The Ichinomegata maar, located in the back‐arc side of the northeastern Japan arc, erupted calc‐alkaline andesitic magma with abundant deep‐crustal and mantle xenoliths at about 60–80 ka. We investigated the relationship between fractionated solids and differentiated silicic melts at middle to lower crust conditions through petrologic analyses of hornblende‐bearing cumulate xenoliths and melt inclusions. The Sr and Nd isotope compositions are similar to those of the host magmas, suggesting their cognate origin. The crystallization sequence is determined to be olivine, spinel → clinopyroxene → hornblende, magnetite → plagioclase → apatite, based on the observation of texture and solid solution compositions.
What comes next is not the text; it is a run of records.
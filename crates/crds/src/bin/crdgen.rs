//! Prints the CRD manifests as YAML.

use crds::BareMetalHost;
use kube::CustomResourceExt;

fn main() -> anyhow::Result<()> {
    print!("{}", serde_yaml::to_string(&BareMetalHost::crd())?);
    Ok(())
}
//! Root device hint rendering

use crds::RootDeviceHints;
use serde_json::{Map, Value};

const BY_PATH_PREFIX: &str = "/dev/disk/by-path/";

/// Render hints as the backend's operator-prefixed hint map.
///
/// Unset or empty hints are left out, so `None` and an empty hint set both
/// render to an empty map.
#[must_use]
pub fn make_hint_map(source: Option<&RootDeviceHints>) -> Map<String, Value> {
    let mut hints = Map::new();
    let Some(source) = source else {
        return hints;
    };

    let mut put = |key: &str, value: String| {
        hints.insert(key.to_string(), Value::String(value));
    };

    if let Some(name) = non_empty(source.device_name.as_ref()) {
        let key = if name.starts_with(BY_PATH_PREFIX) { "by_path" } else { "name" };
        put(key, format!("s== {name}"));
    }
    if let Some(hctl) = non_empty(source.hctl.as_ref()) {
        put("hctl", format!("s== {hctl}"));
    }
    if let Some(model) = non_empty(source.model.as_ref()) {
        put("model", format!("<in> {model}"));
    }
    if let Some(vendor) = non_empty(source.vendor.as_ref()) {
        put("vendor", format!("<in> {vendor}"));
    }
    if let Some(serial) = non_empty(source.serial_number.as_ref()) {
        put("serial", format!("s== {serial}"));
    }
    if let Some(size) = source.min_size_gigabytes.filter(|s| *s != 0) {
        put("size", format!(">= {size}"));
    }
    if let Some(wwn) = non_empty(source.wwn.as_ref()) {
        put("wwn", format!("s== {wwn}"));
    }
    if let Some(wwn) = non_empty(source.wwn_with_extension.as_ref()) {
        put("wwn_with_extension", format!("s== {wwn}"));
    }
    if let Some(ext) = non_empty(source.wwn_vendor_extension.as_ref()) {
        put("wwn_vendor_extension", format!("s== {ext}"));
    }
    if let Some(rotational) = source.rotational {
        put("rotational", rotational.to_string());
    }

    hints
}

fn non_empty(value: Option<&String>) -> Option<&str> {
    value.map(String::as_str).filter(|v| !v.is_empty())
}
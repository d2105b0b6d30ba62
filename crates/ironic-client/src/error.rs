//! Provisioning backend errors

use thiserror::Error;

/// Errors that can occur when talking to the provisioning backend.
///
/// These are transport or programming failures. A failure the backend
/// reports for an operation (e.g. a node's `last_error`) is not an error
/// here: it travels in [`OperationResult::error_message`](crate::OperationResult).
#[derive(Debug, Error)]
pub enum IronicError {
    /// HTTP request/response error
    #[error("HTTP error: {0}")]
    Http(#[from] reqwest::Error),

    /// Backend returned an unexpected status
    #[error("Ironic API error: {0}")]
    Api(String),

    /// JSON serialization/deserialization error
    #[error("Serialization error: {0}")]
    Serialization(#[from] serde_json::Error),

    /// Resource not found
    #[error("Not found: {0}")]
    NotFound(String),

    /// Node is locked by another operation (HTTP 409)
    #[error("Conflict: {0}")]
    Conflict(String),

    /// Backend rejected the request as malformed (HTTP 400)
    #[error("Bad request: {0}")]
    BadRequest(String),

    /// The host has no node in the backend yet
    #[error("Host not registered")]
    NeedsRegistration,

    /// BMC rejected a soft power-off
    #[error("soft power off is unsupported on BMC")]
    SoftPowerOffUnsupported,

    /// The boot MAC is already registered to a differently named node
    #[error("MAC address {address} conflicts with existing node {node}")]
    MacAddressConflict { address: String, node: String },

    /// Node has no firmware interface
    #[error("Firmware update is unsupported")]
    FirmwareUpdateUnsupported,

    /// Invalid request (e.g., missing BMC access details)
    #[error("Invalid request: {0}")]
    InvalidRequest(String),
}
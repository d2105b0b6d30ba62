//! Ironic provisioning backend client
//!
//! A Rust client for the Ironic v1 REST API, shaped around what a bare-metal
//! host controller needs: each [`ProvisionerTrait`] operation looks at the
//! backend node and takes the next step towards the requested state,
//! answering with an [`OperationResult`].
//!
//! # Example
//!
//! ```no_run
//! use ironic_client::{HostData, IronicClient, IronicConfig, ProvisionerTrait};
//!
//! # async fn example() -> Result<(), Box<dyn std::error::Error>> {
//! let client = IronicClient::new(
//!     "http://ironic:6385".to_string(),
//!     None,
//!     IronicConfig::default(),
//! )?;
//!
//! // Wait until the backend answers and negotiate the microversion
//! while !client.try_init().await? {}
//!
//! let host = HostData {
//!     namespace: "metal".to_string(),
//!     name: "host-0".to_string(),
//!     provisioning_id: "3c9a9a5d-5c2f-4a1b-9d2a-8b8f0c1f2e11".to_string(),
//!     ..Default::default()
//! };
//! let result = client.power_on(&host, false).await?;
//! if result.dirty {
//!     println!("check back in {:?}", result.requeue_after);
//! }
//! # Ok(())
//! # }
//! ```
//!
//! # Features
//!
//! - **Registration**: Enroll nodes, create boot ports, detect MAC conflicts
//! - **Lifecycle**: Inspection, manual cleaning, deployment, deprovisioning
//! - **RAID**: Validate layouts and build logical disks and clean steps
//! - **Power**: Soft power-off with hard fallback
//! - **Testing**: `test-util` feature with a scripted `MockIronicClient`

pub mod client;
pub mod common;
pub mod devicehints;
pub mod error;
pub mod inventory;
pub mod models;
pub mod raid;
#[path = "trait.rs"]
pub mod provisioner_trait;
#[cfg(feature = "test-util")]
pub mod mock;

pub use client::{IronicClient, IronicConfig};
pub use common::HttpClient;
pub use error::IronicError;
pub use models::*;
pub use provisioner_trait::ProvisionerTrait;
pub use raid::{RaidError, check_raid_configure, validate_raid};
#[cfg(feature = "test-util")]
pub use mock::MockIronicClient;

#[cfg(test)]
mod client_test;
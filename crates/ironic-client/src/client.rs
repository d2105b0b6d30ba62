//! Ironic API client
//!
//! Implements [`ProvisionerTrait`] against the Ironic v1 REST API. Every
//! operation reads the node, compares its provision state with where the
//! host should be, and issues at most one mutating call. The host state
//! machine calls the same operation again until it reports completion.

use crate::common::HttpClient;
use crate::common::update::NodeUpdater;
use crate::devicehints::make_hint_map;
use crate::error::IronicError;
use crate::inventory::{InventoryData, hardware_details};
use crate::models::*;
use crate::provisioner_trait::ProvisionerTrait;
use crate::raid::{NO_RAID_INTERFACE, build_target_raid_config, raid_clean_steps_for};
use bmc::{AccessDetails, DriverInfo};
use crds::{
    AutomatedCleaningMode, BootMode, ChecksumType, CustomDeploy, FirmwareConfig, Image,
    ProvisioningState, RebootMode, custom_deploy_method,
};
use reqwest::Client;
use serde_json::{Map, Value, json};
use std::sync::Arc;
use std::sync::atomic::{AtomicU32, Ordering};
use std::time::Duration;
use tracing::{debug, info, warn};

/// Microversion assumed until the backend has been probed
pub const DEFAULT_MICROVERSION: u32 = 81;

/// Highest microversion this client speaks
pub const MAX_MICROVERSION: u32 = 95;

const FIRMWARE_MICROVERSION: u32 = 86;
const SERVICING_MICROVERSION: u32 = 87;
const DISABLE_POWER_OFF_MICROVERSION: u32 = 95;

const CUSTOM_DEPLOY_PRIORITY: u32 = 80;
const LIVE_ISO_FORMAT: &str = "live-iso";
const DELETE_MAINTENANCE_REASON: &str = "forcing deletion by the bare-metal host controller";

/// Backend settings shared by all hosts
#[derive(Debug, Clone)]
pub struct IronicConfig {
    /// Deploy kernel for the agent ramdisk
    pub deploy_kernel_url: Option<String>,
    /// Deploy ramdisk for the agent
    pub deploy_ramdisk_url: Option<String>,
    /// Hosts allowed in busy states at once
    pub max_busy_hosts: usize,
    pub provisioning_network_disabled: bool,
}

impl Default for IronicConfig {
    fn default() -> Self {
        Self {
            deploy_kernel_url: None,
            deploy_ramdisk_url: None,
            max_busy_hosts: 20,
            provisioning_network_disabled: false,
        }
    }
}

/// Outcome of a call the backend may refuse while the node is busy
enum Attempt<T> {
    Applied(T),
    Pending(OperationResult),
}

/// Ironic API client
pub struct IronicClient {
    http: HttpClient,
    config: IronicConfig,
    microversion: Arc<AtomicU32>,
}
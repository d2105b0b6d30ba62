//! BMC errors

use thiserror::Error;

/// Errors produced while interpreting BMC details
#[derive(Debug, Clone, Error, PartialEq, Eq)]
pub enum BmcError {
    /// The address scheme does not match any registered driver
    #[error("Unknown BMC type '{bmc_type}' for address {address}")]
    UnknownBmcType { address: String, bmc_type: String },

    /// The address could not be parsed into scheme, host and port
    #[error("failed to parse BMC address information: {0}")]
    InvalidAddress(String),

    /// The credentials are missing a required field
    #[error("Validation error with BMC credentials: {0}")]
    CredentialsValidation(String),

    /// Firmware settings were requested from a driver that cannot apply them
    #[error("firmware settings for {0} are not supported")]
    UnsupportedFirmware(String),
}
//! Controller-specific error types.
//!
//! This module defines the errors of the BareMetalHost controller that are
//! not covered by upstream library errors, including the typed BMC
//! credential errors that decide whether a host is requeued.

use bmc::BmcError;
use ironic_client::IronicError;
use kube::Error as KubeError;
use thiserror::Error;

/// Errors that can occur in the BareMetalHost controller.
#[derive(Debug, Error)]
pub enum ControllerError {
    /// Kubernetes API error
    #[error("Kubernetes error: {0}")]
    Kube(#[from] KubeError),

    /// Provisioning backend error
    #[error("Ironic error: {0}")]
    Ironic(#[from] IronicError),

    /// Invalid configuration
    #[error("Invalid configuration: {0}")]
    InvalidConfig(String),

    /// A state action failed on the transport channel
    #[error("action \"{state}\" failed: {source}")]
    Action {
        state: String,
        #[source]
        source: IronicError,
    },

    /// The BMC details or secret of a host could not be used
    #[error("BMC credentials error: {0}")]
    Credentials(#[from] CredentialsError),

    /// Resource watch failed
    #[error("Resource watch failed: {0}")]
    Watch(String),

    /// Status could not be serialized
    #[error("Serialization error: {0}")]
    Serialization(#[from] serde_json::Error),
}

/// Problems with the BMC details or the credentials Secret of a host.
#[derive(Debug, Clone, Error, PartialEq, Eq)]
pub enum CredentialsError {
    /// `spec.bmc.address` is empty
    #[error("Empty BMC address")]
    EmptyBmcAddress,

    /// `spec.bmc.credentialsName` is empty
    #[error("No BMC CredentialsName defined")]
    EmptyBmcSecret,

    /// The referenced Secret does not exist
    #[error("BMC CredentialsName secret doesn't exist")]
    ResolveBmcSecretRef,

    /// The Secret lacks a required key
    #[error("Secret {secret} does not contain key {key}")]
    NoDataInSecret { secret: String, key: String },

    /// A credential field is empty after trimming
    #[error("{0}")]
    CredentialsValidation(String),

    /// The address scheme has no registered driver
    #[error("{0}")]
    UnknownBmcType(String),
}

impl CredentialsError {
    /// Whether the host should be retried later.
    ///
    /// A Secret that does not exist yet may still be created. Every other
    /// problem needs the host or the Secret to be edited, which triggers a
    /// new reconcile anyway.
    #[must_use]
    pub fn requeue(&self) -> bool {
        matches!(self, Self::ResolveBmcSecretRef)
    }
}

impl From<BmcError> for CredentialsError {
    fn from(err: BmcError) -> Self {
        match err {
            BmcError::CredentialsValidation(message) => Self::CredentialsValidation(message),
            other => Self::UnknownBmcType(other.to_string()),
        }
    }
}

#[cfg(test)]
mod tests {
    use super::*;

    #[test]
    fn test_credentials_error_messages() {
        assert_eq!(CredentialsError::EmptyBmcAddress.to_string(), "Empty BMC address");
        assert_eq!(
            CredentialsError::NoDataInSecret {
                secret: "bmc-secret".to_string(),
                key: "username".to_string(),
            }
            .to_string(),
            "Secret bmc-secret does not contain key username"
        );
    }

    #[test]
    fn test_only_missing_secret_requeues() {
        assert!(CredentialsError::ResolveBmcSecretRef.requeue());
        assert!(!CredentialsError::EmptyBmcSecret.requeue());
        assert!(!CredentialsError::EmptyBmcAddress.requeue());
    }

    #[test]
    fn test_bmc_errors_convert() {
        let err: CredentialsError = BmcError::UnknownBmcType {
            address: "foo://1.2.3.4".to_string(),
            bmc_type: "foo".to_string(),
        }
        .into();
        assert_eq!(
            err.to_string(),
            "Unknown BMC type 'foo' for address foo://1.2.3.4",
            "Unknown type message should pass through"
        );

        let err: CredentialsError = BmcError::CredentialsValidation(
            "Missing BMC connection detail 'username' in credentials".to_string(),
        )
        .into();
        assert!(matches!(err, CredentialsError::CredentialsValidation(_)));
    }
}
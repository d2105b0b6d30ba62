//! ProvisionerTrait for mocking
//!
//! This trait abstracts the provisioning backend so the host state machine
//! can be tested against an in-memory implementation. The concrete
//! [`IronicClient`](crate::IronicClient) implements it over HTTP.

use crate::error::IronicError;
use crate::models::*;
use crds::{AutomatedCleaningMode, RebootMode};

/// Operations the host state machine drives on the provisioning backend.
///
/// Every call is made for one host, identified by [`HostData`]. Operations
/// are idempotent: calling one again while the backend is still working
/// returns a dirty [`OperationResult`] rather than starting over.
///
/// Two error channels exist. A failure the backend reports for the host is
/// an `Ok` result with a non-empty `error_message`; transport or programming
/// failures are `Err`.
#[async_trait::async_trait]
pub trait ProvisionerTrait: Send + Sync {
    /// Probe the backend. Returns false until it answers.
    async fn try_init(&self) -> Result<bool, IronicError>;

    /// Whether the backend can take another host into a busy state.
    async fn has_capacity(&self, host: &HostData) -> Result<bool, IronicError>;

    /// Make sure a node exists for the host and carries current BMC
    /// settings. Returns the backend node ID alongside the result.
    async fn register(
        &self,
        host: &HostData,
        data: &ManagementAccessData,
        credentials_changed: bool,
        restart_on_failure: bool,
    ) -> Result<(OperationResult, String), IronicError>;

    /// Image formats the driver can boot a pre-provisioning agent from.
    async fn preprovisioning_image_formats(&self, host: &HostData) -> Result<Vec<ImageFormat>, IronicError>;

    /// Run or poll hardware inspection.
    async fn inspect_hardware(
        &self,
        host: &HostData,
        data: &InspectData,
        restart_on_failure: bool,
        refresh: bool,
        force_reboot: bool,
    ) -> Result<InspectResult, IronicError>;

    /// Current power state as seen by the backend.
    async fn update_hardware_state(&self, host: &HostData) -> Result<HardwareState, IronicError>;

    /// Take over a host that already runs a workload.
    async fn adopt(
        &self,
        host: &HostData,
        data: &AdoptData,
        restart_on_failure: bool,
    ) -> Result<OperationResult, IronicError>;

    /// Apply RAID and firmware settings. The flag reports whether manual
    /// cleaning was started by this call.
    async fn prepare(
        &self,
        host: &HostData,
        data: &PrepareData,
        unprepared: bool,
        restart_on_failure: bool,
    ) -> Result<(OperationResult, bool), IronicError>;

    /// Deploy the image or custom deploy.
    async fn provision(
        &self,
        host: &HostData,
        data: &ProvisionData,
        force_reboot: bool,
    ) -> Result<OperationResult, IronicError>;

    /// Tear down the deployed image.
    async fn deprovision(
        &self,
        host: &HostData,
        restart_on_failure: bool,
        automated_cleaning_mode: AutomatedCleaningMode,
    ) -> Result<OperationResult, IronicError>;

    /// Remove the node from the backend.
    async fn delete(&self, host: &HostData) -> Result<OperationResult, IronicError>;

    /// Remove the node without touching the workload.
    async fn detach(&self, host: &HostData) -> Result<OperationResult, IronicError>;

    async fn power_on(&self, host: &HostData, force: bool) -> Result<OperationResult, IronicError>;

    async fn power_off(
        &self,
        host: &HostData,
        mode: RebootMode,
        force: bool,
        automated_cleaning_mode: AutomatedCleaningMode,
    ) -> Result<OperationResult, IronicError>;

    /// Apply firmware settings to a provisioned host. The flag reports
    /// whether servicing was started by this call.
    async fn service(
        &self,
        host: &HostData,
        data: &ServicingData,
        unprepared: bool,
        restart_on_failure: bool,
    ) -> Result<(OperationResult, bool), IronicError>;

    async fn get_firmware_components(&self, host: &HostData) -> Result<Vec<FirmwareComponent>, IronicError>;

    /// Whether nodes may be created with power-off disabled.
    fn supports_disable_power_off(&self) -> bool;
}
Of the five types of xenolith studied, the leuco‐hornblende gabbro preserved interstitial glass and melt inclusions with a silica content (SiO 2 ) of 63.9–74.0 wt % and high water content (up to 8.1 wt %). Hornblende geobarometry indicates an equilibrium pressure of 0.39–0.64 GPa, which corresponds to a depth of 15–24 km. The delay of plagioclase crystallization due to high water content characterizes differentiation of the hydrous arc magma. We successfully constructed an internally consistent differentiation model of the corundum‐normative calc‐alkaline trend to the silicic melt inclusions, starting from primitive basalt via successive fractionation of a calculated wherlite and cumulate xenoliths. In middle to late stage differentiation, hornblende gabbros are the dominantly fractionated assemblages. Our results are consistent with published differentiation experiments of hydrous arc magmas and the lithology of the deep crust beneath the back arc of the NE Japan arc as estimated from seismic tomography.